The target could soon be to test 1,000 people a day, Salford council has said.
This comes after it was revealed that Salford was still 'quite a way off' testing 200,000 people a week, raising questions over the feasibility of mass testing.
The local authority has now been asked to focus on testing those in 'high-risk' environments with regular testing offered in some high-density housing areas.
and
The city was selected for a new, 'community-wide' trial of saliva-based testing in September, starting with up to 250 tests a day for selected participants.
At the time, the government said this would later be 'scaled to the whole area'.
Since then, Salford council and its NHS partners have been working with volunteers providing saliva samples for weekly tests.
But two weeks ago, a Salford NHS clinical commissioning group executive revealed that the trial had still not successfully reached 250 tests a day.

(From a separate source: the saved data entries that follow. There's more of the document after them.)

#[test]
fn diagnostic_display() {
	let diagnostic = Diagnostic::warning(DiagnosticKind::IncludeNotFound, "cannot resolve")
		.at(Some(Path::new("docs/a.md")), Point::new(3, 5, 20));
	assert_eq!(
		diagnostic.to_string(),
		"docs/a.md:3:5: warning[include-not-found]: cannot resolve"
	);

	let error = Diagnostic::warning(DiagnosticKind::DisallowedTag, "no")
		.with_severity(Severity::Error)
		.at(None, Point::default());
	assert_eq!(error.to_string(), "<input>:1:1: error[disallowed-tag]: no");
}

#[test]
fn document_serializes_to_json() -> AnyEmptyResult {
	let engine = Engine::new()?;
	let document = engine.parse_str("# Hi\n")?;
	let json = serde_json::to_value(&document.root)?;

	assert_eq!(json["type"], "document");
	assert_eq!(json["children"][0]["type"], "heading");
	assert_eq!(json["children"][0]["id"], "hi");
	assert_eq!(json["children"][0]["content"][0]["text"], "Hi");

	Ok(())
}

#[test]
fn load_config_from_candidates() -> AnyEmptyResult {
	let tmp = tempfile::tempdir()?;
	assert!(DfmConfig::load(tmp.path())?.is_none());

	std::fs::create_dir_all(tmp.path().join(".config"))?;
	std::fs::write(
		tmp.path().join(".config/dfm.toml"),
		"flavor = \"gfm\"\n\n[headings]\nids = false\n\n[exclude]\npatterns = [\"drafts/\"]\n\n[[tags]]\ntags = [\"script\"]\nbehavior = \"error\"\n",
	)?;

	let config = DfmConfig::load(tmp.path())?.ok_or("config not found")?;
	assert_eq!(config.flavor, Flavor::Gfm);
	assert!(!config.headings.ids);
	assert_eq!(config.exclude.patterns, vec!["drafts/".to_string()]);
	assert_eq!(config.tags.len(), 1);
	assert_eq!(config.tags[0].behavior, TagBehavior::Error);
	assert_eq!(config.output.extension, "html");
	assert_eq!(config.max_file_size, DEFAULT_MAX_FILE_SIZE);

	let engine = config.engine(tmp.path())?;
	let rendered = engine.markup_str("# T\n\n<script></script>\n")?;
	assert_eq!(rendered.html, "<h1>T</h1>\n<script></script>\n");
	assert!(rendered.diagnostics.has_errors());

	Ok(())
}

#[test]
fn root_config_takes_precedence() -> AnyEmptyResult {
	let tmp = tempfile::tempdir()?;
	std::fs::write(tmp.path().join("dfm.toml"), "flavor = \"markdown\"\n")?;
	std::fs::write(tmp.path().join(".dfm.toml"), "flavor = \"gfm\"\n")?;

	assert_eq!(
		DfmConfig::resolve_path(tmp.path()),
		Some(tmp.path().join("dfm.toml"))
	);
	let config = DfmConfig::load(tmp.path())?.ok_or("config not found")?;
	assert_eq!(config.flavor, Flavor::Markdown);

	Ok(())
}

#[test]
fn invalid_config_is_an_error() -> AnyEmptyResult {
	let tmp = tempfile::tempdir()?;
	std::fs::write(tmp.path().join("dfm.toml"), "flavor = \"textile\"\n")?;

	assert!(matches!(
		DfmConfig::load(tmp.path()),
		Err(DfmError::ConfigParse(_))
	));

	Ok(())
}

#[test]
fn sample_config_parses_to_defaults() -> DfmResult<()> {
	let config = DfmConfig::parse(SAMPLE_CONFIG)?;
	assert_eq!(config.flavor, Flavor::Dfm);
	assert!(config.headings.ids);
	assert!(config.files.patterns.is_empty());
	assert!(config.tags.is_empty());
	assert_eq!(config.output.extension, "html");

	Ok(())
}

#[rstest]
#[case::md("md")]
#[case::dotted_upper(".MD")]
#[case::markdown("markdown")]
#[case::empty("")]
fn markdown_output_extension_is_rejected(#[case] extension: &str) {
	let content = format!("[output]\nextension = \"{extension}\"\n");

	assert!(matches!(
		DfmConfig::parse(&content),
		Err(DfmError::InvalidOutputExtension(found)) if found == extension
	));
}

#[test]
fn write_outputs_never_overwrites_sources() -> AnyEmptyResult {
	let tmp = tempfile::tempdir()?;
	let root = tmp.path().canonicalize()?;
	write_project(&root)?;

	let mut project = Project::open(&root)?;
	project.config.output.extension = "md".to_string();
	let engine = project.engine()?;
	let report = project.build(&engine, &CancellationFlag::new());

	assert!(matches!(
		project.write_outputs(&report),
		Err(DfmError::InvalidOutputExtension(_))
	));
	assert_eq!(
		std::fs::read_to_string(root.join("docs/shared/part.md"))?,
		"Shared [link](../other.md)\n"
	);

	Ok(())
}

fn write_project(root: &Path) -> std::io::Result<()> {
	std::fs::create_dir_all(root.join("docs/shared"))?;
	std::fs::create_dir_all(root.join("drafts"))?;
	std::fs::create_dir_all(root.join(".hidden"))?;
	std::fs::write(root.join("dfm.toml"), "[exclude]\npatterns = [\"drafts/\"]\n")?;
	std::fs::write(root.join(".gitignore"), "ignored.md\n")?;
	std::fs::write(
		root.join("docs/index.md"),
		"# Index\n\n[!include[Shared](shared/part.md)]\n",
	)?;
	std::fs::write(root.join("docs/shared/part.md"), "Shared [link](../other.md)\n")?;
	std::fs::write(root.join("drafts/draft.md"), "# Draft\n")?;
	std::fs::write(root.join(".hidden/secret.md"), "# Secret\n")?;
	std::fs::write(root.join("ignored.md"), "# Ignored\n")?;
	std::fs::write(root.join("notes.txt"), "not markdown\n")
}

#[test]
fn project_discovers_markdown_files() -> AnyEmptyResult {
	let tmp = tempfile::tempdir()?;
	let root = tmp.path().canonicalize()?;
	write_project(&root)?;

	let project = Project::open(&root)?;
	assert_eq!(
		project.files,
		vec![root.join("docs/index.md"), root.join("docs/shared/part.md")]
	);

	Ok(())
}

#[test]
fn project_file_patterns_and_size_limit() -> AnyEmptyResult {
	let tmp = tempfile::tempdir()?;
	let root = tmp.path().canonicalize()?;
	write_project(&root)?;
	std::fs::write(
		root.join("dfm.toml"),
		"max_file_size = 64\ndisable_gitignore = true\n\n[files]\npatterns = \
		 [\"**/index.md\", \"ignored.md\", \"docs/big.md\"]\n",
	)?;
	std::fs::write(root.join("docs/big.md"), "x".repeat(100))?;

	let project = Project::open(&root)?;
	assert_eq!(
		project.files,
		vec![root.join("docs/index.md"), root.join("ignored.md")]
	);

	Ok(())
}
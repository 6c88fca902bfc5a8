use std::fmt;
use std::path::Path;
use std::path::PathBuf;
use std::sync::Arc;

use serde::Serialize;
use tracing::debug;
use tracing::instrument;

use crate::BlockTag;
use crate::BlockToken;
use crate::Context;
use crate::DfmResult;
use crate::Diagnostics;
use crate::DocumentVisitor;
use crate::Expander;
use crate::FileSystemResolver;
use crate::Flavor;
use crate::HeadingIdRewriter;
use crate::HtmlRenderer;
use crate::HtmlTagRule;
use crate::IncludeBuilder;
use crate::IncludeResolver;
use crate::InclusionChain;
use crate::InlineTag;
use crate::InlineToken;
use crate::RewriteScope;
use crate::Rewriter;
use crate::RewriterChain;
use crate::SourceDocument;
use crate::TagValidator;
use crate::Validator;
use crate::ValidatorGroup;
use crate::parser::Parser;
use crate::rewriters::normalize_path;
use crate::rules::RuleSet;

/// Creates a fresh rewriter for every document, so rewriter state never
/// leaks between documents or threads.
pub type RewriterFactory = Arc<dyn Fn() -> Box<dyn Rewriter> + Send + Sync>;

/// Creates a fresh validator for every document.
pub type ValidatorFactory = Arc<dyn Fn() -> Box<dyn Validator> + Send + Sync>;

/// A parsed, rewritten and include-expanded document.
#[derive(Debug, Clone, PartialEq, Serialize)]
pub struct Document {
	pub path: Option<PathBuf>,
	pub root: BlockToken,
	pub diagnostics: Diagnostics,
}

/// The HTML of a document together with what went wrong while building it.
#[derive(Debug, Clone, PartialEq, Eq, Serialize)]
pub struct RenderedDocument {
	pub path: Option<PathBuf>,
	pub html: String,
	pub diagnostics: Diagnostics,
}

/// The markdown pipeline: tokenize, rewrite, validate, expand includes and
/// render.
///
/// An engine is immutable once built and can be shared between threads. All
/// per-document state (link definitions, heading ids, the include chain and
/// diagnostics) is created for each call.
#[derive(Clone)]
pub struct Engine {
	rules: RuleSet,
	heading_ids: bool,
	rewriters: Vec<RewriterFactory>,
	validators: Vec<ValidatorFactory>,
	renderer: Arc<HtmlRenderer>,
	resolver: Arc<dyn IncludeResolver>,
}

impl Engine {
	/// An engine for the default flavor, resolving includes on disk.
	pub fn new() -> DfmResult<Self> {
		Self::builder().build()
	}

	pub fn builder() -> EngineBuilder {
		EngineBuilder::default()
	}

	pub fn rules(&self) -> &RuleSet {
		&self.rules
	}

	pub fn renderer(&self) -> &HtmlRenderer {
		&self.renderer
	}

	/// The top-level context documents are tokenized with.
	pub fn context(&self) -> Context {
		Context::new(self.rules.clone())
	}

	/// Tokenize `text` without running rewriters or expanding includes.
	pub fn tokenize(&self, text: &str) -> DfmResult<BlockToken> {
		Parser::new().parse(&self.context(), text)
	}

	/// Build the token tree of a document.
	#[instrument(skip_all, fields(path = ?source.path()))]
	pub fn parse(&self, source: &SourceDocument) -> DfmResult<Document> {
		let file = source.path();
		let root_path = file.map(|path| std::fs::canonicalize(path).unwrap_or_else(|_| normalize_path(path)));
		let mut chain = InclusionChain::new(root_path.as_deref());
		let mut diagnostics = Diagnostics::new();

		let root = self.process(
			&source.content,
			file,
			&self.context(),
			&mut chain,
			&mut diagnostics,
		)?;
		debug!(diagnostics = diagnostics.len(), "parsed document");

		Ok(Document {
			path: source.path.clone(),
			root,
			diagnostics,
		})
	}

	/// Build the token tree of a string without a file path.
	pub fn parse_str(&self, text: &str) -> DfmResult<Document> {
		self.parse(&SourceDocument::new(text))
	}

	pub fn render(&self, document: &Document) -> DfmResult<String> {
		Ok(self.renderer.render(&document.root)?)
	}

	/// Parse and render a document.
	pub fn markup(&self, source: &SourceDocument) -> DfmResult<RenderedDocument> {
		let document = self.parse(source)?;
		let html = self.render(&document)?;

		Ok(RenderedDocument {
			path: document.path,
			html,
			diagnostics: document.diagnostics,
		})
	}

	pub fn markup_str(&self, text: &str) -> DfmResult<RenderedDocument> {
		self.markup(&SourceDocument::new(text))
	}

	fn rewriter_chain(&self) -> RewriterChain {
		let mut chain = RewriterChain::new();
		if self.heading_ids {
			chain.push(Box::new(HeadingIdRewriter::new()));
		}
		for factory in &self.rewriters {
			chain.push(factory());
		}
		chain
	}

	fn validator_group(&self) -> ValidatorGroup {
		let mut group = ValidatorGroup::new();
		for factory in &self.validators {
			group.push(factory());
		}
		group
	}

	fn process(
		&self,
		text: &str,
		file: Option<&Path>,
		context: &Context,
		chain: &mut InclusionChain,
		diagnostics: &mut Diagnostics,
	) -> DfmResult<BlockToken> {
		let parser = Parser::with_file(file);
		let root = parser.parse(context, text)?;

		let root = {
			let mut scope = RewriteScope::new(file, diagnostics);
			let root = self.rewriter_chain().run(root, &mut scope)?;
			let mut validators = self.validator_group();
			if validators.is_empty() {
				root
			} else {
				DocumentVisitor::new(&mut validators).visit(root, &mut scope)?
			}
		};

		Expander::new(self.resolver.as_ref(), self).expand(root, file, chain, diagnostics)
	}
}

impl IncludeBuilder for Engine {
	fn build_included(
		&self,
		content: &str,
		path: &Path,
		chain: &mut InclusionChain,
		diagnostics: &mut Diagnostics,
	) -> DfmResult<BlockToken> {
		let context = self.context().switch_variable(Context::IS_INCLUDE, true);
		self.process(content, Some(path), &context, chain, diagnostics)
	}
}

impl fmt::Debug for Engine {
	fn fmt(&self, f: &mut fmt::Formatter<'_>) -> fmt::Result {
		f.debug_struct("Engine")
			.field("rules", &self.rules)
			.field("heading_ids", &self.heading_ids)
			.field("rewriters", &self.rewriters.len())
			.field("validators", &self.validators.len())
			.finish_non_exhaustive()
	}
}

/// Configures an [`Engine`].
///
/// ```rust
/// use dfm_core::Engine;
/// use dfm_core::Flavor;
/// use dfm_core::MemoryResolver;
///
/// let engine = Engine::builder()
/// 	.flavor(Flavor::Dfm)
/// 	.resolver(MemoryResolver::new().with_file("part.md", "Shared text"))
/// 	.build()
/// 	.unwrap();
/// let rendered = engine.markup_str("[!include[Part](part.md)]").unwrap();
/// assert_eq!(rendered.html, "<p>Shared text</p>\n");
/// ```
pub struct EngineBuilder {
	flavor: Flavor,
	rules: Option<RuleSet>,
	heading_ids: bool,
	tag_rules: Vec<HtmlTagRule>,
	rewriters: Vec<RewriterFactory>,
	validators: Vec<ValidatorFactory>,
	renderer: HtmlRenderer,
	resolver: Arc<dyn IncludeResolver>,
}

impl Default for EngineBuilder {
	fn default() -> Self {
		Self {
			flavor: Flavor::default(),
			rules: None,
			heading_ids: true,
			tag_rules: Vec::new(),
			rewriters: Vec::new(),
			validators: Vec::new(),
			renderer: HtmlRenderer::default(),
			resolver: Arc::new(FileSystemResolver::new()),
		}
	}
}

impl EngineBuilder {
	/// Use the rule list of `flavor`. Ignored when [`EngineBuilder::rules`]
	/// is set.
	#[must_use]
	pub fn flavor(mut self, flavor: Flavor) -> Self {
		self.flavor = flavor;
		self
	}

	/// Use a custom rule set.
	#[must_use]
	pub fn rules(mut self, rules: RuleSet) -> Self {
		self.rules = Some(rules);
		self
	}

	#[must_use]
	pub fn heading_ids(mut self, enabled: bool) -> Self {
		self.heading_ids = enabled;
		self
	}

	/// Run a rewriter after the built-in ones. `factory` is called once per
	/// document, including every included file.
	#[must_use]
	pub fn rewriter<R>(mut self, factory: impl Fn() -> R + Send + Sync + 'static) -> Self
	where
		R: Rewriter + 'static,
	{
		self.rewriters
			.push(Arc::new(move || Box::new(factory()) as Box<dyn Rewriter>));
		self
	}

	#[must_use]
	pub fn validator<V>(mut self, factory: impl Fn() -> V + Send + Sync + 'static) -> Self
	where
		V: Validator + 'static,
	{
		self.validators
			.push(Arc::new(move || Box::new(factory()) as Box<dyn Validator>));
		self
	}

	/// Report HTML tags matching `rules`.
	#[must_use]
	pub fn tag_rules(mut self, rules: Vec<HtmlTagRule>) -> Self {
		self.tag_rules.extend(rules);
		self
	}

	#[must_use]
	pub fn renderer(mut self, renderer: HtmlRenderer) -> Self {
		self.renderer = renderer;
		self
	}

	/// Override how one block token type is rendered.
	#[must_use]
	pub fn register_block(
		mut self,
		tag: BlockTag,
		render: impl Fn(&HtmlRenderer, &BlockToken, &mut String) -> fmt::Result + Send + Sync + 'static,
	) -> Self {
		self.renderer.register_block(tag, render);
		self
	}

	/// Override how one inline token type is rendered.
	#[must_use]
	pub fn register_inline(
		mut self,
		tag: InlineTag,
		render: impl Fn(&HtmlRenderer, &InlineToken, &mut String) -> fmt::Result + Send + Sync + 'static,
	) -> Self {
		self.renderer.register_inline(tag, render);
		self
	}

	#[must_use]
	pub fn resolver(mut self, resolver: impl IncludeResolver + 'static) -> Self {
		self.resolver = Arc::new(resolver);
		self
	}

	pub fn build(self) -> DfmResult<Engine> {
		let rules = match self.rules {
			Some(rules) => rules,
			None => self.flavor.rules()?,
		};

		let mut validators = self.validators;
		if !self.tag_rules.is_empty() {
			let tag_rules = self.tag_rules;
			validators.push(Arc::new(move || {
				Box::new(TagValidator::new(tag_rules.clone())) as Box<dyn Validator>
			}));
		}

		Ok(Engine {
			rules,
			heading_ids: self.heading_ids,
			rewriters: self.rewriters,
			validators,
			renderer: Arc::new(self.renderer),
			resolver: self.resolver,
		})
	}
}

So I'm reading this collectively now as a recognition that there is a real problem in the NW region with availability of testing and turn around times are far too slow.
Salford is now theorectically already recieving the assistance that they are now promising to Liverpool and Lancashire with rapid testing.
BUT crucially, the amount that this will improve the situation in the near future is vastly overstated simply because the Salford pilot is struggling to make anywhere near the numbers that were being promised.
This isn't going to make a big difference to anything anytime soon.